Primate Phylogeny
Carl Boettiger 00:37, 30 April 2010 (EDT):
- Simon sent me the tree data from their paper:
- Chatterjee HJ, Ho SY, Barnes I, and Groves C. Estimating the phylogeny and divergence times of primates using a supermatrix approach. BMC Evol Biol. 2009 Oct 27;9:259. DOI:10.1186/1471-2148-9-259 | PubMed ID:19860891 | HubMed [primates]
- This is the first calibrated ultrametric tree I've been able to couple to the primate data Daniel provided. I've preformed a quick ancestral state reconstruction on log brain weight (warmer colors are more massive).
R code to create figure
<syntaxhighlight lang="rsplus">
library(ape)
library(geiger)
genera_set <- read.nexus("mt.genera.ucld.trees")

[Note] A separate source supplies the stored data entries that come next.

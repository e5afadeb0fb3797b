use std::time::Duration;

/// Exponential backoff applied between push channel connection attempts.
#[derive(Debug, Clone)]
pub struct ReconnectConfig {
    /// Delay before the first reconnection attempt, and again after any successful connection.
    pub initial_delay: Duration,
    /// Upper bound on the delay between attempts.
    pub max_delay: Duration,
    pub multiplier: f64
}

impl Default for ReconnectConfig {
    fn default() -> Self {
        Self {
            initial_delay: Duration::from_secs(1),
            max_delay: Duration::from_secs(30),
            multiplier: 2.0
        }
    }
}

/// Lower bound of every delay after the first, so a zero start still backs off.
const MIN_DELAY: Duration = Duration::from_millis(100);

/// The delay that follows `current`, never below 100ms and clamped to [`ReconnectConfig::max_delay`].
pub fn next_delay(current: Duration, config: &ReconnectConfig) -> Duration {
    let next_ms = (current.as_millis() as f64 * config.multiplier) as u64;
    Duration::from_millis(next_ms).max(MIN_DELAY).min(config.max_delay.max(MIN_DELAY))
}
#[cfg(test)]
mod tests;
mod transaction_store;

pub use transaction_store::TransactionStore;
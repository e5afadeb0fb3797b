use crate::models::{AggregateStats, Job, Transaction};
use crate::types::SyncError;

/// Advisory state of the push connection. Data stays readable in every state.
#[derive(Debug, Clone, Default, Eq, PartialEq)]
pub enum ConnectionState {
    #[default]
    Connecting,
    Connected,
    Disconnected(SyncError)
}

/// A job as listed on the dashboard.
#[derive(Debug, Clone, Eq, PartialEq)]
pub struct JobEntry {
    pub job: Job,
    /// Placeholder for a submission the server has not reported yet.
    pub optimistic: bool
}

/// Everything presentation reads, published as one immutable snapshot after every change.
///
/// `transactions` and `stats` always come from the same store state.
#[derive(Debug, Clone, Default, Eq, PartialEq)]
pub struct DashboardView {
    /// Optimistic placeholders first, newest first, followed by the registry's jobs.
    pub jobs: Vec<JobEntry>,
    pub last_completed_job: Option<Job>,
    pub transactions: Vec<Transaction>,
    pub stats: AggregateStats,
    /// Sticky until the next successful operation.
    pub error: Option<SyncError>,
    pub connection: ConnectionState
}

impl DashboardView {
    /// Jobs known to the server, without placeholders.
    pub fn server_jobs(&self) -> impl Iterator<Item = &Job> {
        self.jobs.iter().filter(|entry| !entry.optimistic).map(|entry| &entry.job)
    }

    pub fn has_placeholders(&self) -> bool {
        self.jobs.iter().any(|entry| entry.optimistic)
    }
}
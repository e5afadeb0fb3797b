use futures::StreamExt;
use reqwest::header::ACCEPT;
use tokio::spawn;
use tokio::sync::mpsc;
use tokio::task::JoinHandle;
use tokio::time::sleep;
use tokio_util::sync::CancellationToken;
use tracing::{debug, info, warn};

use crate::channel::{next_delay, parse_message, ChannelError, ChannelEvent, ReconnectConfig, SseDecoder, MAX_LINE_BYTES};

/// The single live push connection of a dashboard.
pub struct PushChannel {
    cancel: CancellationToken,
    handle: JoinHandle<()>
}

impl PushChannel {
    /// Spawns the connection task and starts forwarding events into `sink`.
    ///
    /// `client` must not carry a total request timeout, the stream is expected to stay open
    /// indefinitely.
    pub fn connect(client: reqwest::Client, url: String, config: ReconnectConfig, sink: mpsc::Sender<ChannelEvent>) -> Self {
        let cancel = CancellationToken::new();
        let token = cancel.clone();

        let handle = spawn(async move {
            run(client, url, config, sink, token).await;
        });

        Self { cancel, handle }
    }

    /// Cancels any in-flight connection or backoff wait and waits for the task to finish.
    pub async fn close(self) {
        self.cancel.cancel();

        if let Err(error) = self.handle.await {
            warn!("Push channel task did not stop gracefully: {error}");
        }
    }
}

async fn run(client: reqwest::Client, url: String, config: ReconnectConfig, sink: mpsc::Sender<ChannelEvent>, cancel: CancellationToken) {
    let mut delay = config.initial_delay;
    let mut attempt = 0u32;

    loop {
        attempt += 1;
        let mut connected = false;

        debug!(attempt, "Connecting to event stream at {url}");

        let outcome = tokio::select! {
            _ = cancel.cancelled() => break,
            outcome = stream_events(&client, &url, &sink, &mut connected) => outcome
        };

        let error = match outcome {
            Ok(()) | Err(ChannelError::SinkClosed) => break,
            Err(error) => error
        };

        warn!(attempt, "{error}");

        if sink.send(ChannelEvent::Disconnected(error.to_string())).await.is_err() {
            break;
        }

        if connected {
            attempt = 0;
            delay = config.initial_delay;
        }

        tokio::select! {
            _ = cancel.cancelled() => break,
            _ = sleep(delay) => {}
        }

        delay = next_delay(delay, &config);
    }

    info!("Push channel closed");
}

async fn stream_events(client: &reqwest::Client, url: &str, sink: &mpsc::Sender<ChannelEvent>, connected: &mut bool) -> Result<(), ChannelError> {
    let response = client.get(url)
        .header(ACCEPT, "text/event-stream")
        .send()
        .await
        .map_err(ChannelError::Connect)?;

    let status = response.status();

    if !status.is_success() {
        return Err(ChannelError::Status(status.as_u16()));
    }

    *connected = true;
    info!("Connected to event stream at {url}");
    forward(sink, ChannelEvent::Connected).await?;

    let mut decoder = SseDecoder::new();
    let mut stream = response.bytes_stream();

    while let Some(chunk) = stream.next().await {
        let chunk = chunk.map_err(ChannelError::Stream)?;

        for frame in decoder.feed(&chunk) {
            match parse_message(&frame.data) {
                Ok(message) => forward(sink, ChannelEvent::Message(message)).await?,
                Err(error) => warn!("Skipping undecodable push message: {error}")
            }
        }

        if decoder.pending_bytes() > MAX_LINE_BYTES {
            return Err(ChannelError::LineTooLong(MAX_LINE_BYTES));
        }
    }

    Err(ChannelError::EndOfStream)
}

async fn forward(sink: &mpsc::Sender<ChannelEvent>, event: ChannelEvent) -> Result<(), ChannelError> {
    sink.send(event).await.map_err(|_| ChannelError::SinkClosed)
}
use rust_decimal::Decimal;
use serde::{Deserialize, Serialize};

use crate::types::{timestamp, Timestamp, TransactionId};

/// Direction of a transaction. Anything the ledger reports other than `credit` is a debit.
#[derive(Debug, Clone, Copy, Eq, PartialEq, Serialize, Deserialize)]
#[serde(rename_all = "lowercase", from = "String")]
pub enum TransactionType {
    Credit,
    Debit
}

impl From<String> for TransactionType {
    fn from(value: String) -> Self {
        if value.trim().eq_ignore_ascii_case("credit") {
            TransactionType::Credit
        } else {
            TransactionType::Debit
        }
    }
}

/// A single ledger line extracted from an uploaded statement.
#[derive(Debug, Clone, Eq, PartialEq, Serialize, Deserialize)]
pub struct Transaction {
    pub id: TransactionId,
    /// Booking date exactly as printed on the statement.
    pub date: String,
    pub description: String,
    /// Signed amount. The sign is reported by the ledger and kept verbatim.
    pub amount: Decimal,
    #[serde(rename = "type")]
    pub transaction_type: TransactionType,
    #[serde(deserialize_with = "timestamp::deserialize")]
    pub created_at: Timestamp
}

impl Transaction {
    /// Whether the amount's sign matches the direction tag (credits non-negative, debits non-positive).
    pub fn sign_agrees(&self) -> bool {
        match self.transaction_type {
            TransactionType::Credit => !self.amount.is_sign_negative() || self.amount.is_zero(),
            TransactionType::Debit => self.amount.is_sign_negative() || self.amount.is_zero()
        }
    }
}
use std::io::{stderr, stdout, BufWriter, Write};
use std::path::PathBuf;
use std::time::Instant;

use anyhow::{Context, Result};
use clap::{Parser, Subcommand};
use serde::Serialize;
use tracing::{info, warn};
use tracing::level_filters::LevelFilter;
use tracing_subscriber::layer::SubscriberExt;
use tracing_subscriber::util::SubscriberInitExt;
use tracing_subscriber::{fmt, Layer};

use statement_sync::api::{DashboardApi, Document, HttpApi};
use statement_sync::config::SyncConfig;
use statement_sync::engine::{ConnectionState, DashboardEngine, DashboardView};
use statement_sync::models::{AggregateStats, Job, Transaction};
use statement_sync::storage::TransactionStore;
use statement_sync::types::TransactionId;

#[derive(Debug, Parser)]
#[command(name = "statement-sync", version, about = "Live view of the bank statement processing pipeline")]
struct Cli {
    #[command(flatten)]
    config: SyncConfig,

    /// Available log levels: error, warn, info, debug, trace
    #[arg(long, global = true, env = "STATEMENT_SYNC_LOG_LEVEL", default_value = "error")]
    log_level: String,

    #[command(subcommand)]
    command: Option<Commands>
}

#[derive(Debug, Subcommand)]
enum Commands {
    /// Follow jobs and transactions live until interrupted (default)
    Watch,
    /// Print the current jobs, transactions and totals as JSON
    Snapshot,
    /// Upload a statement for processing
    Upload {
        path: PathBuf
    },
    /// Delete a single transaction from the ledger
    DeleteTransaction {
        id: TransactionId
    },
    /// Delete the newest job together with its transactions
    DeleteLatestJob
}

#[derive(Serialize)]
struct Snapshot<'a> {
    jobs: &'a [Job],
    transactions: &'a [Transaction],
    stats: AggregateStats
}

#[tokio::main]
async fn main() -> Result<()> {
    //NOTE: A missing .env file is the normal case
    dotenvy::dotenv().ok();

    let cli = Cli::parse();

    setup_logging(parse_log_level(&cli.log_level));

    let timer = Instant::now();

    match cli.command.unwrap_or(Commands::Watch) {
        Commands::Watch => watch(&cli.config).await?,
        Commands::Snapshot => snapshot(&cli.config).await?,
        Commands::Upload { path } => {
            let document = Document::read(&path).await?;
            let receipt = http_api(&cli.config)?.submit_document(document).await?;

            match receipt.id {
                Some(job_id) => println!("Submitted {} as job {job_id}", path.display()),
                None => println!("Submitted {}", path.display())
            }
        }
        Commands::DeleteTransaction { id } => {
            http_api(&cli.config)?.delete_transaction(id).await?;
            println!("Deleted transaction {id}");
        }
        Commands::DeleteLatestJob => {
            http_api(&cli.config)?.delete_most_recent_job().await?;
            println!("Deleted the most recent job");
        }
    }

    info!("Finished in: {:?}", timer.elapsed());

    Ok(())
}

fn http_api(config: &SyncConfig) -> Result<HttpApi> {
    let client = reqwest::Client::builder()
        .timeout(config.request_timeout())
        .build()?;

    Ok(HttpApi::new(client, &config.jobs_url, &config.ledger_url))
}

async fn snapshot(config: &SyncConfig) -> Result<()> {
    let api = http_api(config)?;

    let (jobs, transactions, server_stats) = tokio::join!(api.list_jobs(), api.list_transactions(), api.fetch_stats());

    let jobs = jobs.context("Failed to fetch jobs")?;
    let mut store = TransactionStore::new();
    store.replace_all(transactions.context("Failed to fetch transactions")?);

    match server_stats {
        Ok(server_stats) => {
            store.check_server_stats(&server_stats);
        }
        Err(error) => warn!("Ledger stats unavailable: {error}")
    }

    let mut output = BufWriter::new(stdout().lock());

    serde_json::to_writer_pretty(&mut output, &Snapshot {
        jobs: &jobs,
        transactions: store.transactions(),
        stats: store.stats()
    })?;
    writeln!(output)?;
    output.flush()?;

    Ok(())
}

async fn watch(config: &SyncConfig) -> Result<()> {
    let engine = DashboardEngine::start(config)?;
    let mut views = engine.handle().subscribe();

    print_view(&views.borrow_and_update());

    loop {
        tokio::select! {
            signal = tokio::signal::ctrl_c() => {
                signal?;
                break;
            }
            changed = views.changed() => {
                if changed.is_err() {
                    break;
                }

                print_view(&views.borrow_and_update());
            }
        }
    }

    engine.shutdown().await;

    Ok(())
}

fn print_view(view: &DashboardView) {
    let connection = match &view.connection {
        ConnectionState::Connecting => "connecting".to_string(),
        ConnectionState::Connected => "live".to_string(),
        ConnectionState::Disconnected(error) => format!("offline ({error})")
    };

    let uploads = view.jobs.iter().filter(|entry| entry.optimistic).count();
    let last_completed = view.last_completed_job.as_ref()
        .map(|job| job.file_name().to_string())
        .unwrap_or_else(|| "-".to_string());

    println!(
        "[{connection}] jobs: {} (uploading: {uploads}) | last completed: {last_completed} | transactions: {} | income: {} | expenses: {} | balance: {}",
        view.jobs.len() - uploads,
        view.stats.total_count,
        view.stats.total_income,
        view.stats.total_expenses,
        view.stats.total_balance
    );

    if let Some(error) = &view.error {
        println!("  error: {error}");
    }
}

fn parse_log_level(level: &str) -> LevelFilter {
    match level.to_lowercase().as_str() {
        "trace" => LevelFilter::TRACE,
        "debug" => LevelFilter::DEBUG,
        "info" => LevelFilter::INFO,
        "warn" => LevelFilter::WARN,
        "error" => LevelFilter::ERROR,
        _ => {
            eprintln!("Invalid log level '{}', defaulting to 'error'", level);
            LevelFilter::ERROR
        }
    }
}

fn setup_logging(level: LevelFilter) {
    //NOTE: stdout carries the command output, so logging goes to stderr
    let terminal_log = fmt::layer()
        .with_target(false)
        .with_writer(stderr)
        .with_filter(level);

    tracing_subscriber::registry()
        .with(terminal_log)
        .init();
}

nuc_set <- read.nexus("nuc.ucld.trees")
genera <- genera_set1
nuc <- nuc_set1
nuc_names <- nuc$tip.label
genera_names <- genera$tip.label
traits <- read.csv("Primate_brain_comparisons.csv")
dups <- duplicated(traits'Genus')
trait_names <- as.character(traits$Genus[!dups])
x <- traits$log_brain.weight[!dups]
names(x) <- trait_names
compare <- treedata(nuc, x)
plot(compare$phy)
out <- ace(compare$data, compare$phy)
- a similar function but for the continuous ancestral state
plot_cts_ancestor <- function(phy, data, ancestral){
plot(phy) # just to get treelength
treelen <- max(axisPhylo() )
plot(compare$phy, cex=1, x.lim=1.3*treelen, edge.width=2)
mycol <- function(x){
tmp = (x - min(data)) /max(x-min(data))
rgb(blue = 1-tmp, green=0, red = tmp )
}
nodelabels(pch=19, col=mycol(ancestral$ace), cex=1.5 )
tiplabels(pch=19, col=mycol(data), cex=1.5, adj=0.5) # add tip color code
}
plot_cts_ancestor(compare$phy, compare$data, out)
</syntaxhighlight>
- This is essentially just at the proof of concept level. A couple obvious steps:
- This uses a single tree from the posterior distribution of trees, which we'll eventually want to average over in the parameter estimation. Meanwhile should use a consensus MLE tree instead.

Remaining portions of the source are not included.